_Task prompt_
Comb through the entries for "ConfigurationAggregator" and pull out each line that holds it.

_Data section_
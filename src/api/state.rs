use std::sync::Arc;

use crate::bus::SharedEventBus;
use crate::config::Config;
use crate::dashboard::SharedDashboardHub;
use crate::service::{CommandService, ConfigurationAggregator};
use crate::session::registry::SharedSessionRegistry;
use crate::settings::SharedSettingsRepository;

#[derive(Clone)]
pub struct AppState {
    pub registry: SharedSessionRegistry,
    pub bus: SharedEventBus,
    pub command_service: Arc<CommandService>,
    pub configuration_aggregator: Arc<ConfigurationAggregator>,
    pub settings_repository: SharedSettingsRepository,
    pub dashboard_hub: SharedDashboardHub,
    pub config: Arc<Config>,
}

_Response to the task_
use crate::service::{CommandService, ConfigurationAggregator};
    pub configuration_aggregator: Arc<ConfigurationAggregator>,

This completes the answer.